Doing this reduces the use of memory in large datasets.
Obvious 10. Count an hour to process the hour event
Monitor the spread of the pipeline by tracking the event volume and user's involvement patterns.
pipeline_metrics = pd.DataFrame(events).assign(hour=lambda x: pd.to_datetime(x['timestamp']).dt.hour).groupby('hour').agg({'event_id': 'count', 'user_id': 'nunique', 'event_type': lambda x: (x == 'purchase').mean()}).rename(columns={'event_id': 'total_events', 'user_id': 'unique_users', 'event_type': 'purchase_rate'}).round(3)
This issue an hour from Timestamp and groups of events for an hour, and calculated three key metrics: the total number of event count()different users using nunique()and bought a converting rate using a lambda counting part of the purchase incidents. This page rename() The method provides for the descriptive column names of the last issue.
Which is output:

This shows the metric metrics showing an event's volume, inclusion levels, and conversion standards throughout the day.
Obvious Rolling up
These single letters are useful in the activities of data engineering.
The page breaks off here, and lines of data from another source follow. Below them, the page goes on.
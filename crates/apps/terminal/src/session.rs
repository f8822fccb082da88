//! Terminal session state: working directory, transcript, command history, and Tab completion.
//!
//! Everything here is plain data driven by [`TerminalSession::submit`],
//! [`TerminalSession::complete`], and the history cursor methods, so the view only renders.

use platform_host::{
    join_virtual_path, FsLookupError, LocalClock, MockFilesystem, HOME_DIR_PATH,
};

use crate::command::{
    ping_text, Command, CommandError, BANNER, CREDITS_TEXT, EXIT_HINT, HELP_TEXT, IFCONFIG_TEXT,
    PS_TEXT, SYSTEM_NAME, USER_NAME,
};

const MAX_TRANSCRIPT_ENTRIES: usize = 500;

#[derive(Debug, Clone, PartialEq, Eq)]
/// One rendered transcript line group.
pub enum TranscriptEntry {
    /// Echo of a submitted line with the directory it ran in.
    Prompt {
        /// Working directory at submit time.
        cwd: String,
        /// Line as typed.
        line: String,
    },
    /// Command output or error text.
    Output(String),
}

#[derive(Debug, Clone)]
/// Interactive shell state over a read-only mock filesystem.
pub struct TerminalSession {
    fs: MockFilesystem,
    cwd: String,
    transcript: Vec<TranscriptEntry>,
    history: Vec<String>,
    history_cursor: Option<usize>,
}
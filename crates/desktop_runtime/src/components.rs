//! Desktop shell UI composition and interaction surfaces.

mod desktop;
mod dock;
mod menubar;
mod overlays;
mod spotlight;
mod window;

use leptos::*;

use self::{
    desktop::DesktopSurface,
    dock::Dock,
    menubar::MenuBar,
    overlays::{MissionControl, NotificationCenter},
    spotlight::Spotlight,
    window::DesktopWindow,
};

use crate::{
    model::{AppId, PointerPosition},
    reducer::DesktopAction,
    shortcuts::{match_shortcut, KeyChord},
    wallpaper::resolve_background,
};

pub use crate::runtime_context::{use_desktop_runtime, DesktopProvider, DesktopRuntimeContext};

fn pointer_from_pointer_event(ev: &web_sys::PointerEvent) -> PointerPosition {
    PointerPosition {
        x: ev.client_x(),
        y: ev.client_y(),
    }
}

fn stop_mouse_event(ev: &web_sys::MouseEvent) {
    ev.prevent_default();
    ev.stop_propagation();
}

fn toggle_theme(runtime: DesktopRuntimeContext) {
    runtime.dispatch_action(DesktopAction::ToggleTheme {
        at_ms: platform_host::next_monotonic_timestamp_ms(),
    });
}

#[component]
/// Renders the full desktop shell: menu bar, desktop surface, windows, dock, and overlays.
pub fn DesktopShell() -> impl IntoView {
    let runtime = use_desktop_runtime();
    let state = runtime.state;
    let clock = runtime.clock;

    let background = Signal::derive(move || {
        let hour = clock.get().hour;
        state.with(|desktop| resolve_background(&desktop.wallpaper, desktop.theme, hour).css())
    });
    let is_dark = Signal::derive(move || state.with(|desktop| desktop.theme.is_dark()));
    let visible_windows = move || -> Vec<AppId> {
        state.with(|desktop| desktop.visible_apps().into_iter().map(|app| app.id).collect())
    };

    let shortcut_listener = window_event_listener(ev::keydown, move |ev| {
        let key = ev.key();
        let code = ev.code();
        let chord = KeyChord {
            key: &key,
            code: &code,
            ctrl: ev.ctrl_key(),
            meta: ev.meta_key(),
        };
        if let Some(shortcut) = match_shortcut(chord) {
            if shortcut.prevent_default {
                ev.prevent_default();
            }
            runtime.dispatch_action(shortcut.action);
        }
    });
    on_cleanup(move || shortcut_listener.remove());

    view! {
        <div
            id="desktop-shell-root"
            class="desktop-shell"
            class:dark=is_dark
            style=background
        >
            <MenuBar />

            <DesktopSurface>
                <For each=visible_windows key=|id| *id let:id>
                    <DesktopWindow id=id />
                </For>
            </DesktopSurface>

            <Show when=move || state.with(|desktop| desktop.overlays.notification_center) fallback=|| ()>
                <NotificationCenter />
            </Show>
            <Show when=move || state.with(|desktop| desktop.overlays.spotlight) fallback=|| ()>
                <Spotlight />
            </Show>
            <Show when=move || state.with(|desktop| desktop.overlays.mission_control) fallback=|| ()>
                <MissionControl />
            </Show>

            <Dock />

            <button
                type="button"
                class="quick-theme-toggle"
                aria-label="Toggle theme"
                on:click=move |_| toggle_theme(runtime)
            >
                {move || if is_dark.get() { "☀️" } else { "🌙" }}
            </button>
        </div>
    }
}
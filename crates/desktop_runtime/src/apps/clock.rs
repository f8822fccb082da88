//! Clock window: live time and long date from the runtime clock.

use desktop_app_contract::AppMountContext;
use leptos::*;

use crate::runtime_context::use_desktop_runtime;

pub(super) fn mount(_: AppMountContext) -> View {
    view! { <ClockApp /> }.into_view()
}

#[component]
fn ClockApp() -> impl IntoView {
    let clock = use_desktop_runtime().clock;

    view! {
        <div class="app-shell app-clock-shell">
            <div class="app-clock-face" aria-hidden="true">"🕒"</div>
            <div class="app-clock-time">{move || clock.get().hh_mm_ss()}</div>
            <div class="app-clock-date">{move || clock.get().long_date()}</div>
        </div>
    }
}
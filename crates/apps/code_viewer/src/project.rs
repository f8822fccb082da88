//! The read-only sample project shown in the explorer sidebar.

#[derive(Debug, Clone, Copy, PartialEq, Eq)]
/// Language of a project file, used for the status bar and token highlighting.
pub enum Language {
    /// `.tsx` sources.
    TypeScript,
    /// Stylesheets.
    Css,
    /// Manifests and configs.
    Json,
    /// Documentation.
    Markdown,
    /// Non-text assets.
    Binary,
}

impl Language {
    /// Status bar label.
    pub const fn label(self) -> &'static str {
        match self {
            Self::TypeScript => "TypeScript",
            Self::Css => "css",
            Self::Json => "json",
            Self::Markdown => "markdown",
            Self::Binary => "binary",
        }
    }

    /// CSS modifier for the file glyph color.
    pub const fn css_class(self) -> &'static str {
        match self {
            Self::TypeScript => "lang-typescript",
            Self::Css => "lang-css",
            Self::Json => "lang-json",
            Self::Markdown => "lang-markdown",
            Self::Binary => "lang-binary",
        }
    }

    /// Whether keyword and string highlighting applies.
    pub const fn is_script(self) -> bool {
        matches!(self, Self::TypeScript)
    }
}

#[derive(Debug, Clone, Copy, PartialEq, Eq)]
/// Folder or file in the sample project tree.
pub enum ProjectNode {
    /// Folder with children.
    Folder {
        /// Display name.
        name: &'static str,
        /// Absolute path, also the tree key.
        path: &'static str,
        /// Whether the folder starts expanded.
        expanded: bool,
        /// Children in display order.
        children: &'static [ProjectNode],
    },
    /// Leaf file.
    File {
        /// Display name.
        name: &'static str,
        /// Absolute path, also the tab key.
        path: &'static str,
        /// File language.
        language: Language,
    },
}

impl ProjectNode {
    /// Display name.
    pub const fn name(&self) -> &'static str {
        match self {
            Self::Folder { name, .. } | Self::File { name, .. } => *name,
        }
    }

    /// Absolute path.
    pub const fn path(&self) -> &'static str {
        match self {
            Self::Folder { path, .. } | Self::File { path, .. } => *path,
        }
    }
}

/// Top-level entries of the sample project.
pub static PROJECT_TREE: [ProjectNode; 5] = [
    ProjectNode::Folder {
        name: "src",
        path: "/src",
        expanded: true,
        children: &[
            ProjectNode::Folder {
                name: "app",
                path: "/src/app",
                expanded: true,
                children: &[
                    ProjectNode::File {
                        name: "page.tsx",
                        path: "/src/app/page.tsx",
                        language: Language::TypeScript,
                    },
                    ProjectNode::File {
                        name: "layout.tsx",
                        path: "/src/app/layout.tsx",
                        language: Language::TypeScript,
                    },
                    ProjectNode::File {
                        name: "globals.css",
                        path: "/src/app/globals.css",
                        language: Language::Css,
                    },
                ],
            },
            ProjectNode::Folder {
                name: "components",
                path: "/src/components",
                expanded: true,
                children: &[
                    ProjectNode::File {
                        name: "desktop-interface.tsx",
                        path: "/src/components/desktop-interface.tsx",
                        language: Language::TypeScript,
                    },
                    ProjectNode::File {
                        name: "window.tsx",
                        path: "/src/components/window.tsx",
                        language: Language::TypeScript,
                    },
                    ProjectNode::File {
                        name: "dock.tsx",
                        path: "/src/components/dock.tsx",
                        language: Language::TypeScript,
                    },
                ],
            },
        ],
    },
    ProjectNode::Folder {
        name: "public",
        path: "/public",
        expanded: false,
        children: &[ProjectNode::File {
            name: "favicon.ico",
            path: "/public/favicon.ico",
            language: Language::Binary,
        }],
    },
    ProjectNode::File {
        name: "package.json",
        path: "/package.json",
        language: Language::Json,
    },
    ProjectNode::File {
        name: "tsconfig.json",
        path: "/tsconfig.json",
        language: Language::Json,
    },
    ProjectNode::File {
        name: "README.md",
        path: "/README.md",
        language: Language::Markdown,
    },
];

/// Paths of folders that start expanded.
pub fn initially_expanded() -> Vec<&'static str> {
    fn walk(nodes: &'static [ProjectNode], out: &mut Vec<&'static str>) {
        for node in nodes {
            if let ProjectNode::Folder {
                path,
                expanded,
                children,
                ..
            } = node
            {
                if *expanded {
                    out.push(*path);
                }
                walk(children, out);
            }
        }
    }
    let mut out = Vec::new();
    walk(&PROJECT_TREE, &mut out);
    out
}

/// Text of the file at `path`, or a placeholder comment for unknown paths.
pub fn file_content(path: &str) -> String {
    let content = match path {
        "/src/app/page.tsx" => PAGE_TSX,
        "/src/app/layout.tsx" => LAYOUT_TSX,
        "/src/app/globals.css" => GLOBALS_CSS,
        "/src/components/desktop-interface.tsx" => DESKTOP_INTERFACE_TSX,
        "/src/components/window.tsx" => WINDOW_TSX,
        "/src/components/dock.tsx" => DOCK_TSX,
        "/package.json" => PACKAGE_JSON,
        "/tsconfig.json" => TSCONFIG_JSON,
        "/README.md" => README_MD,
        _ => return format!("// No content available for {path}"),
    };
    content.to_string()
}

const PAGE_TSX: &str = r#"import DesktopInterface from "@/components/desktop-interface"

export default function Home() {
  return (
    <main className="h-screen w-screen overflow-hidden">
      <DesktopInterface />
    </main>
  )
}"#;

const LAYOUT_TSX: &str = r#"export const metadata = {
  title: 'WebOS',
  description: 'A web-based operating system interface',
}

export default function RootLayout({
  children,
}: {
  children: React.ReactNode
}) {
  return (
    <html lang="en">
      <body>{children}</body>
    </html>
  )
}"#;

const GLOBALS_CSS: &str = r#":root {
  --foreground-rgb: 0, 0, 0;
  --background-start-rgb: 214, 219, 220;
  --background-end-rgb: 255, 255, 255;
}

@media (prefers-color-scheme: dark) {
  :root {
    --foreground-rgb: 255, 255, 255;
    --background-start-rgb: 0, 0, 0;
    --background-end-rgb: 0, 0, 0;
  }
}

body {
  color: rgb(var(--foreground-rgb));
}"#;

const DESKTOP_INTERFACE_TSX: &str = r#""use client"

import { useState, useEffect } from "react"
import Dock from "@/components/dock"
import Menubar from "@/components/menubar"
import Desktop from "@/components/desktop"
import Window from "@/components/window"
// ... more code here"#;

const WINDOW_TSX: &str = r#""use client"

import { useState, useRef, useEffect } from "react"

interface WindowProps {
  id: string
  title: string
  icon: string
  isActive: boolean
  onClose: () => void
  onMinimize: () => void
  onActivate: () => void
}

export default function Window(props: WindowProps) {
  // ... window component code
}"#;

const DOCK_TSX: &str = r#""use client"

interface DockApp {
  id: string
  title: string
  icon: string
}

export default function Dock({ apps }: { apps: DockApp[] }) {
  // ... dock component code
}"#;

const PACKAGE_JSON: &str = r#"{
  "name": "webos",
  "version": "0.1.0",
  "private": true,
  "scripts": {
    "dev": "next dev",
    "build": "next build",
    "start": "next start"
  },
  "dependencies": {
    "react": "18.2.0",
    "react-dom": "18.2.0"
  }
}"#;

const TSCONFIG_JSON: &str = r#"{
  "compilerOptions": {
    "target": "es5",
    "lib": ["dom", "dom.iterable", "esnext"],
    "strict": true,
    "noEmit": true,
    "module": "esnext",
    "jsx": "preserve"
  },
  "exclude": ["node_modules"]
}"#;

const README_MD: &str = r#"# WebOS

A web-based operating system interface.

## Features

- Desktop environment with icons and wallpaper
- Draggable and resizable windows
- macOS-style dock
- Top menu bar with dropdown menus
- Dark mode / light mode toggle"#;

#[cfg(test)]
mod tests {
    use pretty_assertions::assert_eq;

    use super::*;

    #[test]
    fn src_folders_start_expanded_and_public_collapsed() {
        assert_eq!(
            initially_expanded(),
            vec!["/src", "/src/app", "/src/components"]
        );
    }

    #[test]
    fn unknown_paths_fall_back_to_placeholder() {
        assert_eq!(
            file_content("/public/favicon.ico"),
            "// No content available for /public/favicon.ico"
        );
        assert!(file_content("/package.json").contains("\"name\": \"webos\""));
    }
}
use desktop_app_contract::Theme;
use leptos::logging;

use crate::model::Viewport;

const FALLBACK_VIEWPORT: Viewport = Viewport {
    width: 1024,
    height: 768,
};

pub(super) fn apply_theme_class(theme: Theme) {
    platform_host_web::set_document_theme_class(theme.is_dark());
}

pub(super) fn open_external_url(url: &str) {
    if let Err(err) = platform_host_web::open_external_url(url) {
        logging::warn!("open external url failed for `{url}`: {err}");
    }
}

pub(super) fn viewport() -> Viewport {
    #[cfg(target_arch = "wasm32")]
    {
        if let Some(window) = web_sys::window() {
            let width = window
                .inner_width()
                .ok()
                .and_then(|value| value.as_f64())
                .map(|value| value as i32)
                .unwrap_or(FALLBACK_VIEWPORT.width);
            let height = window
                .inner_height()
                .ok()
                .and_then(|value| value.as_f64())
                .map(|value| value as i32)
                .unwrap_or(FALLBACK_VIEWPORT.height);
            return Viewport { width, height };
        }
    }

    FALLBACK_VIEWPORT
}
They include Pandas activities, math analysis, and data change strategies to manage real world conditions.
Each pattern can be changed and extended based on certain requirements while maintaining the basic logic that effects the use of production.
Codes?
Count Priya c He is the writer and a technical writer from India. He likes to work in mathematical communication, data science and content creation. His areas of interest and professionals includes deliefs, data science and natural language. She enjoys reading, writing, codes, and coffee! Currently, he works by reading and sharing his knowledge and engineering society by disciples of teaching, how they guide, pieces of ideas, and more. Calculate and create views of the resources and instruction of codes.